Kişiler özellikle; sosyal medya platformları, arama motorları, web siteleri ve telefonlar gibi bilişim sistemleri üzerinde karşılaştıkları; sms ler, e-postalar, dijital reklamlar, elektronik satış ilanları, evden iş ilanları , yüksek getiri vaatli yatırım reklamları, sahte ödül veya çekiliş ilanları gibi yollar ile dolandırıcılık eylemlerine maruz kalabilmektedir.
Her ne kadar Bilişim Alanındaki Suçlar Türk Ceza Kanunu’nun 243 ve 246. Maddeleri arasında düzenlenmişse de, yine Ceza Kanunumuzda dolandırıcılık ve hırsızlık gibi bir çok suçun bilişim sistemleri kullanılarak işlenmesi hali ayrıca nitelikli suç olarak düzenlenmiştir.
Bu yazıda daha fazla bahsedeceğimiz, bilişim sistemlerinin araç olarak kullanılması suretiyle nitelikli dolandırıcılık suçunun temel hali; TCK’nin 157. maddesinde “Hileli davranışlarla bir kimseyi aldatıp, onun veya başkasının zararına olarak, kendisine veya başkasına bir yarar sağlanması” şeklinde tanımlanmaktadır. Dolandırıcılık suçunun nitelikli halleri aynı Kanun’un 158. Maddesinde sayılmakta
olup bilişim sistemlerinin araç olarak kullanılması suretiyle dolandırıcılık suçunun işlenmesi hali de dolandırıcılık suçunun nitelikli hali olarak 158. Maddede sayılmış ve bu neticede failin daha yüksek bir ceza ile cezalandırılması öngörülmüştür.
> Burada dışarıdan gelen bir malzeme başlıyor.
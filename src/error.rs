//! Error types for the PDF to JPG converter

use axum::{
    http::StatusCode,
    response::{IntoResponse, Response},
    Json,
};
use serde_json::json;
use thiserror::Error;

/// Result type alias for the PDF to JPG converter
pub type Result<T> = std::result::Result<T, Error>;

/// Error types for the PDF to JPG converter
#[derive(Error, Debug)]
pub enum Error {
    /// Upload rejected before conversion starts (missing/empty/wrong-type file)
    #[error("{reason}")]
    InvalidUpload { reason: String },

    /// Payload is not a parseable PDF
    #[error("Invalid PDF file: {reason}")]
    InvalidPdf { reason: String },

    /// PDFium error (failed to bind the library or render a page)
    #[error("PDFium error: {reason}")]
    Pdfium { reason: String },

    /// Requested archive does not exist in the output directory
    #[error("Archive not found: {name}")]
    ArchiveNotFound { name: String },

    /// Malformed multipart request body
    #[error("Multipart error: {0}")]
    Multipart(#[from] axum::extract::multipart::MultipartError),

    /// IO error
    #[error("IO error: {0}")]
    Io(#[from] std::io::Error),

    /// Image encoding error
    #[error("Image encoding error: {0}")]
    Image(#[from] image::ImageError),

    /// Archive writing error
    #[error("Archive error: {0}")]
    Zip(#[from] zip::result::ZipError),

    /// Internal error (blocking task failure, response assembly)
    #[error("Internal error: {0}")]
    Internal(String),
}

impl Error {
    pub fn invalid_upload(reason: &str) -> Self {
        Self::InvalidUpload {
            reason: reason.to_string(),
        }
    }

    /// HTTP status code for this error
    pub fn status(&self) -> StatusCode {
        match self {
            Self::InvalidUpload { .. } | Self::Multipart(_) => StatusCode::BAD_REQUEST,
            Self::ArchiveNotFound { .. } => StatusCode::NOT_FOUND,
            Self::InvalidPdf { .. }
            | Self::Pdfium { .. }
            | Self::Io(_)
            | Self::Image(_)
            | Self::Zip(_)
            | Self::Internal(_) => StatusCode::INTERNAL_SERVER_ERROR,
        }
    }
}

impl IntoResponse for Error {
    fn into_response(self) -> Response {
        let status = self.status();
        if status.is_server_error() {
            tracing::error!("Request failed: {}", self);
        }
        let body = Json(json!({ "error": self.to_string() }));
        (status, body).into_response()
    }
}

#[cfg(test)]
mod tests {
    use super::*;

    #[test]
    fn invalid_upload_maps_to_bad_request() {
        let err = Error::invalid_upload("Invalid file type");
        assert_eq!(err.status(), StatusCode::BAD_REQUEST);
        assert_eq!(err.to_string(), "Invalid file type");
    }

    #[test]
    fn missing_archive_maps_to_not_found() {
        let err = Error::ArchiveNotFound {
            name: "doesnotexist.zip".to_string(),
        };
        assert_eq!(err.status(), StatusCode::NOT_FOUND);
    }

    #[test]
    fn conversion_failures_map_to_internal_error() {
        let err = Error::Pdfium {
            reason: "renderer unavailable".to_string(),
        };
        assert_eq!(err.status(), StatusCode::INTERNAL_SERVER_ERROR);

        let err = Error::InvalidPdf {
            reason: "Not a valid PDF file".to_string(),
        };
        assert_eq!(err.status(), StatusCode::INTERNAL_SERVER_ERROR);
    }

    #[test]
    fn error_body_carries_message() {
        let err = Error::invalid_upload("No file part");
        let response = err.into_response();
        assert_eq!(response.status(), StatusCode::BAD_REQUEST);
    }
}
//! Per-upload session directories

use crate::error::Result;
use image::codecs::jpeg::JpegEncoder;
use image::DynamicImage;
use std::fs::File;
use std::io::{BufWriter, Write};
use std::path::{Path, PathBuf};
use uuid::Uuid;

/// Fixed JPEG quality for page images
pub const JPEG_QUALITY: u8 = 95;

/// One upload's isolated working directory for page images.
///
/// Identified by a freshly generated UUID; the directory persists after the
/// request completes (there is no retention policy).
pub struct Session {
    id: String,
    dir: PathBuf,
}

impl Session {
    /// Generate a new session id and create its directory under the output root.
    pub fn create(output_root: &Path) -> Result<Self> {
        let id = Uuid::new_v4().to_string();
        let dir = output_root.join(&id);
        std::fs::create_dir_all(&dir)?;
        Ok(Self { id, dir })
    }

    pub fn id(&self) -> &str {
        &self.id
    }

    pub fn dir(&self) -> &Path {
        &self.dir
    }

    /// Write rendered pages as `page_<n>.jpg` (1-based, page order).
    ///
    /// Returns the written paths in the same order.
    pub fn write_pages(&self, pages: &[DynamicImage]) -> Result<Vec<PathBuf>> {
        let mut paths = Vec::with_capacity(pages.len());

        for (index, page) in pages.iter().enumerate() {
            let path = self.dir.join(format!("page_{}.jpg", index + 1));
            let mut writer = BufWriter::new(File::create(&path)?);

            // JPEG has no alpha channel; PDFium bitmaps come back as RGBA
            let rgb = page.to_rgb8();
            JpegEncoder::new_with_quality(&mut writer, JPEG_QUALITY).encode_image(&rgb)?;
            writer.flush()?;

            paths.push(path);
        }

        Ok(paths)
    }
}
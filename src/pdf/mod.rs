//! PDF processing layer
//!
//! This module provides page rasterization using PDFium.

mod rasterize;

pub use rasterize::{render_document, RENDER_DPI};
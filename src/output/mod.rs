//! Output management: per-session page images and packaged archives
//!
//! Every upload gets its own session directory under the shared output
//! root; finished archives live directly in the root, addressable by
//! filename alone.

pub mod archive;
pub mod session;

pub use archive::{resolve_archive, sanitize_zipname, write_archive};
pub use session::Session;
//! HTTP surface: upload, convert, package, download
//!
//! Each request runs the linear pipeline intake → conversion → packaging →
//! delivery. The only state shared between requests is the output directory
//! namespace on disk.

use crate::config::Config;
use crate::error::{Error, Result};
use crate::output::{self, Session};
use crate::pdf::{render_document, RENDER_DPI};
use axum::body::Body;
use axum::extract::{DefaultBodyLimit, Multipart, Path, State};
use axum::http::{header, StatusCode};
use axum::response::{Html, IntoResponse, Response};
use axum::routing::{get, post};
use axum::{Json, Router};
use serde::Serialize;
use std::sync::Arc;
use tower_http::trace::TraceLayer;

const INDEX_HTML: &str = include_str!("../static/index.html");

/// Shared application state accessible to all handlers
#[derive(Clone)]
pub struct AppState {
    pub config: Arc<Config>,
}

impl AppState {
    pub fn new(config: Config) -> Self {
        Self {
            config: Arc::new(config),
        }
    }
}

/// Build the application router.
///
/// The framework's default multipart size cap is disabled: intake buffers
/// the whole upload in memory and enforces no limit of its own.
pub fn build_router(state: AppState) -> Router {
    Router::new()
        .route("/", get(index))
        .route("/health", get(health_check))
        .route("/upload", post(upload))
        .route("/download_zip/:filename", get(download_zip))
        .layer(DefaultBodyLimit::disable())
        .layer(TraceLayer::new_for_http())
        .with_state(state)
}

/// Upload form page
async fn index() -> Html<&'static str> {
    Html(INDEX_HTML)
}

/// Health check endpoint
async fn health_check() -> impl IntoResponse {
    Json(serde_json::json!({
        "status": "ok",
        "service": env!("CARGO_PKG_NAME"),
        "version": env!("CARGO_PKG_VERSION"),
    }))
}

#[derive(Debug, Serialize)]
struct UploadResponse {
    zip_url: String,
}

/// Convert an uploaded PDF into a ZIP of per-page JPEGs.
///
/// Multipart fields: `file` (required, must end in `.pdf`) and `zipname`
/// (optional archive base name).
async fn upload(
    State(state): State<AppState>,
    mut multipart: Multipart,
) -> Result<Json<UploadResponse>> {
    let mut file_name: Option<String> = None;
    let mut data: Option<axum::body::Bytes> = None;
    let mut zipname: Option<String> = None;

    while let Some(field) = multipart.next_field().await? {
        let field_name = field.name().unwrap_or_default().to_string();
        match field_name.as_str() {
            "file" => {
                file_name = field.file_name().map(str::to_string);
                data = Some(field.bytes().await?);
            }
            "zipname" => {
                zipname = Some(field.text().await?);
            }
            _ => {}
        }
    }

    let data = data.ok_or_else(|| Error::invalid_upload("No file part"))?;
    validate_file_name(file_name.as_deref())?;

    tracing::info!(
        "Upload accepted: {} ({} bytes)",
        file_name.as_deref().unwrap_or_default(),
        data.len()
    );

    let config = state.config.clone();
    let zip_filename =
        tokio::task::spawn_blocking(move || convert_and_package(&config, &data, zipname.as_deref()))
            .await
            .map_err(|e| Error::Internal(format!("Conversion task panicked: {}", e)))??;

    Ok(Json(UploadResponse {
        zip_url: format!("/download_zip/{}", zip_filename),
    }))
}

/// Serve a packaged archive as an attachment.
async fn download_zip(
    State(state): State<AppState>,
    Path(filename): Path<String>,
) -> Result<Response> {
    let path = output::resolve_archive(&state.config.output_dir, &filename)?;

    let bytes = tokio::fs::read(&path)
        .await
        .map_err(|_| Error::ArchiveNotFound {
            name: filename.clone(),
        })?;

    tracing::info!("Serving archive {} ({} bytes)", filename, bytes.len());

    Response::builder()
        .status(StatusCode::OK)
        .header(header::CONTENT_TYPE, "application/zip")
        .header(
            header::CONTENT_DISPOSITION,
            format!("attachment; filename=\"{}\"", filename),
        )
        .body(Body::from(bytes))
        .map_err(|e| Error::Internal(format!("Failed to build response: {}", e)))
}

/// Reject uploads with no usable PDF filename.
fn validate_file_name(name: Option<&str>) -> Result<()> {
    match name {
        None => Err(Error::invalid_upload("No file part")),
        Some("") => Err(Error::invalid_upload("No selected file")),
        Some(name) if !name.ends_with(".pdf") => Err(Error::invalid_upload("Invalid file type")),
        Some(_) => Ok(()),
    }
}

/// The blocking conversion pipeline: rasterize, write page images into a
/// fresh session directory, package them into an archive.
///
/// Returns the archive filename (`<name>.zip`) for URL construction.
fn convert_and_package(config: &Config, data: &[u8], zipname: Option<&str>) -> Result<String> {
    let pages = render_document(data, RENDER_DPI)?;

    let session = Session::create(&config.output_dir)?;
    let page_paths = session.write_pages(&pages)?;
    tracing::info!(
        "Session {}: rendered {} pages",
        session.id(),
        page_paths.len()
    );

    let base_name = zipname
        .and_then(output::sanitize_zipname)
        .unwrap_or_else(|| session.id().to_string());

    output::write_archive(&config.output_dir, &base_name, &page_paths)?;

    Ok(format!("{}.zip", base_name))
}

#[cfg(test)]
mod tests {
    use super::*;

    #[test]
    fn missing_file_field_is_rejected() {
        let err = validate_file_name(None).unwrap_err();
        assert_eq!(err.to_string(), "No file part");
    }

    #[test]
    fn empty_filename_is_rejected() {
        let err = validate_file_name(Some("")).unwrap_err();
        assert_eq!(err.to_string(), "No selected file");
    }

    #[test]
    fn non_pdf_extension_is_rejected() {
        let err = validate_file_name(Some("notes.txt")).unwrap_err();
        assert_eq!(err.to_string(), "Invalid file type");
    }

    #[test]
    fn pdf_filename_is_accepted() {
        assert!(validate_file_name(Some("document.pdf")).is_ok());
    }

    #[test]
    fn extension_check_is_case_sensitive() {
        let err = validate_file_name(Some("SCAN.PDF")).unwrap_err();
        assert_eq!(err.to_string(), "Invalid file type");
    }
}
“TCK 158/1 / f-) Bilişim sistemlerinin, banka veya kredi kurumlarının araç olarak kullanılması suretiyle işlenmesi halinde, üç yıldan on yıla kadar hapis ve beş bin güne kadar adlî para cezasına hükmolunur.”
A-) Siber suçların bir türü olan siber dolandırıcılık eylemleri sıklıkla, Facebook, YouTube, Instagram, Twitter ve bu gibi yaygın olarak kullanılan sosyal medya platformları üzerinden gerçekleştirilmektedir. Sosyal medya platformları aracılığıyla gerçekleştirilen dolandırıcılık girişimleri genel olarak gerçekte var olmayan kişiler adına açılmış olan hesaplarla ya da gerçekte var olan bir kişi adına sahte hesap açılarak veya gerçekten kişinin kullanmakta olduğu hesabın ele geçirilmesi vasıtasıyla işlenmektedir.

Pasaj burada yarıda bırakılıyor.